*** RECORDS

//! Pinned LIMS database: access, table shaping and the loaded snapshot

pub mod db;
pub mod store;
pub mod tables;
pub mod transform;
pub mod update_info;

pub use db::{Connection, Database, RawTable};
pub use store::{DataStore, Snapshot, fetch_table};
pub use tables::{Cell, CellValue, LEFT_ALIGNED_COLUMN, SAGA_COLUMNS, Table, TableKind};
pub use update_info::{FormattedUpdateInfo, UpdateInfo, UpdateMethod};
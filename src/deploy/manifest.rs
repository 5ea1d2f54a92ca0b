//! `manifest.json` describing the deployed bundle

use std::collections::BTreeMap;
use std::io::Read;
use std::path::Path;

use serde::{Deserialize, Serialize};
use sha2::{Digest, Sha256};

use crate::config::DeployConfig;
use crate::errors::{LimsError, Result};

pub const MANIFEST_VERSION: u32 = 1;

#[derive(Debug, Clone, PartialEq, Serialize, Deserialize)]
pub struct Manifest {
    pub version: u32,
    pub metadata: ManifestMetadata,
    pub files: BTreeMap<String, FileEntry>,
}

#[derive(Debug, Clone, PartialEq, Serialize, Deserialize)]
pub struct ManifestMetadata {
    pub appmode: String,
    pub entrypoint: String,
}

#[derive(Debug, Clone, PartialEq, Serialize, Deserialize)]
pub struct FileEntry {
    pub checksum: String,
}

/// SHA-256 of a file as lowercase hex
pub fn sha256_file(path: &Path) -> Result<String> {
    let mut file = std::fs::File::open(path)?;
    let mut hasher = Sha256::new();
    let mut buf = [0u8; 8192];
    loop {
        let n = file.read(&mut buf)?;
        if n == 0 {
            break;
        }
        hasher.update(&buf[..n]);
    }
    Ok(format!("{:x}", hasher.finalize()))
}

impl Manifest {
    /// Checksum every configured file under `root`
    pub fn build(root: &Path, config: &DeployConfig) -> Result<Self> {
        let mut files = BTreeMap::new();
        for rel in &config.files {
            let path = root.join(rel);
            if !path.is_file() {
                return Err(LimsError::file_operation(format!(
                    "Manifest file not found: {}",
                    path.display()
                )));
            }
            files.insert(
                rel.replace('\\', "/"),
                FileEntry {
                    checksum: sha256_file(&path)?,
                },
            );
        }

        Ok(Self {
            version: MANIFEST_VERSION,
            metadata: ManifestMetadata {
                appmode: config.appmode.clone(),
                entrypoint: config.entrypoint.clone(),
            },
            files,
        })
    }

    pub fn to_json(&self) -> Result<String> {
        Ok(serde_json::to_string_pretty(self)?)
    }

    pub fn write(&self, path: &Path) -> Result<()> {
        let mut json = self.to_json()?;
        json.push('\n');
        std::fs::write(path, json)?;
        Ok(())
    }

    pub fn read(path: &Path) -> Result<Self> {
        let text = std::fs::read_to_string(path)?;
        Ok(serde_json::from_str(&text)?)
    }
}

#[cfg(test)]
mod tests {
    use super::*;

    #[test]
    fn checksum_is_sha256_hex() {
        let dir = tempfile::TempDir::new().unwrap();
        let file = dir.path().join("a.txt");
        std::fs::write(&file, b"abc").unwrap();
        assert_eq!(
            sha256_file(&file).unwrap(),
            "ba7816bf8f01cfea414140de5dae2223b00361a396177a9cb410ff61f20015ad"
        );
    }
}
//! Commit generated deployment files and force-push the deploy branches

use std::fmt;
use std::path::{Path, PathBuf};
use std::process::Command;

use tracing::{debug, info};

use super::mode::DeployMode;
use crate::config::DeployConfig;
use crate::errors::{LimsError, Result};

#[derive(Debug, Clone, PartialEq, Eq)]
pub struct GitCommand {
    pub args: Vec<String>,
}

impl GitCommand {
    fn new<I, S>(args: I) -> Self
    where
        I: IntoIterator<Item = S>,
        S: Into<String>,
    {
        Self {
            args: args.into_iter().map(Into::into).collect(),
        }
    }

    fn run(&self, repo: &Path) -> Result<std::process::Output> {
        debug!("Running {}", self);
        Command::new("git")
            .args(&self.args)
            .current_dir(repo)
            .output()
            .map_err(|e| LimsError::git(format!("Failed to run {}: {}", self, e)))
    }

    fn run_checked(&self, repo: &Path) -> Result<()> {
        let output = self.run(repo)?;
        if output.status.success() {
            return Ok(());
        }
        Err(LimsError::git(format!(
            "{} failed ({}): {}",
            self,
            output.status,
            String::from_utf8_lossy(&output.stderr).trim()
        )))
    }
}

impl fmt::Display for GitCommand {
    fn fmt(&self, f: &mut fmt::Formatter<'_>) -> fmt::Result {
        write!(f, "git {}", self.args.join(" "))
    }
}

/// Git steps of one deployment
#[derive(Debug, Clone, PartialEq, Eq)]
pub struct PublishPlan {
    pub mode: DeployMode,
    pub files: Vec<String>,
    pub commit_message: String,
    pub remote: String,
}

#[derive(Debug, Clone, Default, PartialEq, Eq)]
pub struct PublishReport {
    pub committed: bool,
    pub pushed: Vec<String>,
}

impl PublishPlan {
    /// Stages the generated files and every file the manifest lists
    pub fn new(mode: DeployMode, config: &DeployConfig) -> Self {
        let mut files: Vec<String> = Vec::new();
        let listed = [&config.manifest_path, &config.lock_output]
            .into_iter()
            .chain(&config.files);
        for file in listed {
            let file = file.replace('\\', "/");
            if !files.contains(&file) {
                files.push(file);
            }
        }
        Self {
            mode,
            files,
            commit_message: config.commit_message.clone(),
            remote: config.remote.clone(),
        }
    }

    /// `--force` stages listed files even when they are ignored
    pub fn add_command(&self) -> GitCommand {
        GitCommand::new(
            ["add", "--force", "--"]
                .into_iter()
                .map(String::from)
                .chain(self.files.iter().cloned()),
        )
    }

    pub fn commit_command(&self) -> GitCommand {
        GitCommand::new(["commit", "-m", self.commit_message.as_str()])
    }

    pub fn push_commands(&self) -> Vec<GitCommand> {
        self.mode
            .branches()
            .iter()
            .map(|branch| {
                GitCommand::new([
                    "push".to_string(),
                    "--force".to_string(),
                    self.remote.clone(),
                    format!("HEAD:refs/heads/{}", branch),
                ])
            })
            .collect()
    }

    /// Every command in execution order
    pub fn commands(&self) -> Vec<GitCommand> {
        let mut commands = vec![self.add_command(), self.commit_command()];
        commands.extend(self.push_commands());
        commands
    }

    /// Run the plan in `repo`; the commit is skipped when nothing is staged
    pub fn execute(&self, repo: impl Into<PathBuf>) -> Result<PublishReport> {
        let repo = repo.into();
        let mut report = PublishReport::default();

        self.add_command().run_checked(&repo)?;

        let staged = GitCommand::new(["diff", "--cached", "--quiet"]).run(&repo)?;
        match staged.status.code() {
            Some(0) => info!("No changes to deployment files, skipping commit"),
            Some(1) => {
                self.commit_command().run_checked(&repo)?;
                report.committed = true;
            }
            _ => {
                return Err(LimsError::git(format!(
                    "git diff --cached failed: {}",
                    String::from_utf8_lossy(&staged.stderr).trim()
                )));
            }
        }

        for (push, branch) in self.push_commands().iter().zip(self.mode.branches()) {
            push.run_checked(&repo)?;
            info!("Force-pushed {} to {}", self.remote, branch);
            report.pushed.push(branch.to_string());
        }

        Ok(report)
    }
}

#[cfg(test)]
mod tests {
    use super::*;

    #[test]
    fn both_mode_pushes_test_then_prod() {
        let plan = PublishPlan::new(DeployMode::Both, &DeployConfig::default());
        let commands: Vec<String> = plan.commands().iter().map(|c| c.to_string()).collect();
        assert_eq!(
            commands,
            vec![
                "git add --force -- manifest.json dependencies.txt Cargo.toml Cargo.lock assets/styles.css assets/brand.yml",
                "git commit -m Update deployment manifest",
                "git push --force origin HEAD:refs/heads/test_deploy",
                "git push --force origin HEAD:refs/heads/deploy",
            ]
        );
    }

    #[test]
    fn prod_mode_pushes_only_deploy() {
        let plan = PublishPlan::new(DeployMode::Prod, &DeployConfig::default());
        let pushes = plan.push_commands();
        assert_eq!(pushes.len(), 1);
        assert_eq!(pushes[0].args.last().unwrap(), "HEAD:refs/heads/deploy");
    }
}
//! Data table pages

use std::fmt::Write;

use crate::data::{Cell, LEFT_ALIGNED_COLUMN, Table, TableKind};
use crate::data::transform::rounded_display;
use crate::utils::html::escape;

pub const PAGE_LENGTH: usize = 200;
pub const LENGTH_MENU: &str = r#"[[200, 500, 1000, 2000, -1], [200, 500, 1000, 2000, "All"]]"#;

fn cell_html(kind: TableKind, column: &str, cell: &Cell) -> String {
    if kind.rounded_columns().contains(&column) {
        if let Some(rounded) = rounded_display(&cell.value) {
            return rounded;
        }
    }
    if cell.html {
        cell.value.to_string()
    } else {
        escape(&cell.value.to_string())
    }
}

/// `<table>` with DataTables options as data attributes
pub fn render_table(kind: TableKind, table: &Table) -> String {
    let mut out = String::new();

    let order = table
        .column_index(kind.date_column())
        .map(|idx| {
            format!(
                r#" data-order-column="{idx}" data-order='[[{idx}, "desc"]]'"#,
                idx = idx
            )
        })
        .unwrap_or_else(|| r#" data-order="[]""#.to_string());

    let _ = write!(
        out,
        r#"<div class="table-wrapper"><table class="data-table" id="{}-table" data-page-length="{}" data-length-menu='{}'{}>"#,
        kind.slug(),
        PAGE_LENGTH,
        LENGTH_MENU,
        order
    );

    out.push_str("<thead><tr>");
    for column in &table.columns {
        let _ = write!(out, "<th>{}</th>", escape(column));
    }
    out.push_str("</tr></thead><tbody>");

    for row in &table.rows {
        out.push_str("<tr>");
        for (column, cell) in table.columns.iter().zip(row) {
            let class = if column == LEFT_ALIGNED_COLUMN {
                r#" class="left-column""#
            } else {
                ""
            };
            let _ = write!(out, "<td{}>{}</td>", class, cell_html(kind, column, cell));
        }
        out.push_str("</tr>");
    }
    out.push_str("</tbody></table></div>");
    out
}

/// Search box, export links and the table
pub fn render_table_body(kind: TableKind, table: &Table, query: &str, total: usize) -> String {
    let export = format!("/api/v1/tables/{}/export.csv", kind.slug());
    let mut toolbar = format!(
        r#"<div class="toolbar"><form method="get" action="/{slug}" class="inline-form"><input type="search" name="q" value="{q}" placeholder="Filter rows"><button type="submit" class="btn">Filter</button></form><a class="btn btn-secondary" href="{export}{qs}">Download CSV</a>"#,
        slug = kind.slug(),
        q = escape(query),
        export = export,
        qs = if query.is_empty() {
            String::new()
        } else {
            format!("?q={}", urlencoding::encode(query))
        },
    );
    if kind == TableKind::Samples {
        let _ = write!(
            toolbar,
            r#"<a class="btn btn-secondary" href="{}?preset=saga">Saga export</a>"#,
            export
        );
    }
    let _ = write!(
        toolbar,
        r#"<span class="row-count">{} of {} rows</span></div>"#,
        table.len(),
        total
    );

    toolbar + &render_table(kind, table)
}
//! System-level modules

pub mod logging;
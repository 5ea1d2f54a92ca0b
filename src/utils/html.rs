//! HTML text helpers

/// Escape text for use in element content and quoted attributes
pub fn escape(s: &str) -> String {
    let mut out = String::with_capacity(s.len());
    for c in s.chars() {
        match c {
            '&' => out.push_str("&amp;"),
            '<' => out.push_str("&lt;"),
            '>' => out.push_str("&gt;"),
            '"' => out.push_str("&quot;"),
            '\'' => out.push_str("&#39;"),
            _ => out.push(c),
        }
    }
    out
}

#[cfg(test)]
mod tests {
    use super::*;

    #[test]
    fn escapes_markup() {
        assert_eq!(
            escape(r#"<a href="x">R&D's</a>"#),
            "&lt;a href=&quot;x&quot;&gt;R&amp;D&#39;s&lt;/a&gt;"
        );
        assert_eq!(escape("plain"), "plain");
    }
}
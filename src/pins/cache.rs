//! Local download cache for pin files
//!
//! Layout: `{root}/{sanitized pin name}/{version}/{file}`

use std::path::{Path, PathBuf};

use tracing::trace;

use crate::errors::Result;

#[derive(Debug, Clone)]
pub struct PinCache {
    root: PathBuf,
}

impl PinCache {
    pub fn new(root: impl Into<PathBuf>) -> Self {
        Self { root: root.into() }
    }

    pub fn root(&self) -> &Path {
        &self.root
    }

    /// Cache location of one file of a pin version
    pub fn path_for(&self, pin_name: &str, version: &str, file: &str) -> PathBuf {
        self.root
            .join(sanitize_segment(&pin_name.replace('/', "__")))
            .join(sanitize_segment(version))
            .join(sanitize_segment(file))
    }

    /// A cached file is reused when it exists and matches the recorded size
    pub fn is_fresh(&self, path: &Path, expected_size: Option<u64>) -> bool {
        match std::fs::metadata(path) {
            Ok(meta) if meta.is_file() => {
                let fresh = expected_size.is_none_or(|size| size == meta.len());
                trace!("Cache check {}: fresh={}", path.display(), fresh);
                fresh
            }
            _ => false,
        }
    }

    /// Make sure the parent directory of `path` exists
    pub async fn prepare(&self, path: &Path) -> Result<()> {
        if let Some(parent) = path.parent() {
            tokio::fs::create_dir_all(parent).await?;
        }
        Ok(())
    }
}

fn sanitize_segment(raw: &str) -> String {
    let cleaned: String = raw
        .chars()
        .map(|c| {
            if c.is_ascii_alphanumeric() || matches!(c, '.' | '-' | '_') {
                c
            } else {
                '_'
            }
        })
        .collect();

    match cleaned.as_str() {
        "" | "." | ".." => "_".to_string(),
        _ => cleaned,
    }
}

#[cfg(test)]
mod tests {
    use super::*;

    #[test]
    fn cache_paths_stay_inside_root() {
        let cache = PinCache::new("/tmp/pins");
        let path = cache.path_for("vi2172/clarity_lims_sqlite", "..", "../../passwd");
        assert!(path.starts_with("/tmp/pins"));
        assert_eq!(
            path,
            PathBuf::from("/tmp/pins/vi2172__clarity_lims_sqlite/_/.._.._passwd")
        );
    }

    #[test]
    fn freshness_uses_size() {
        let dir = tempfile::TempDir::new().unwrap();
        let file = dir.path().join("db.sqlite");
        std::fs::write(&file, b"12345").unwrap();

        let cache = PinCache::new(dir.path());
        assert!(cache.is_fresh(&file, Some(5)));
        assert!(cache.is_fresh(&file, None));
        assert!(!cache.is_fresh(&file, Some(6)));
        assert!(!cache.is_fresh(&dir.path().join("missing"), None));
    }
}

******

All lines above that include the word "query" should be located and copied.

pub fn render_table_body(kind: TableKind, table: &Table, query: &str, total: usize) -> String {
        q = escape(query),
        qs = if query.is_empty() {
            format!("?q={}", urlencoding::encode(query))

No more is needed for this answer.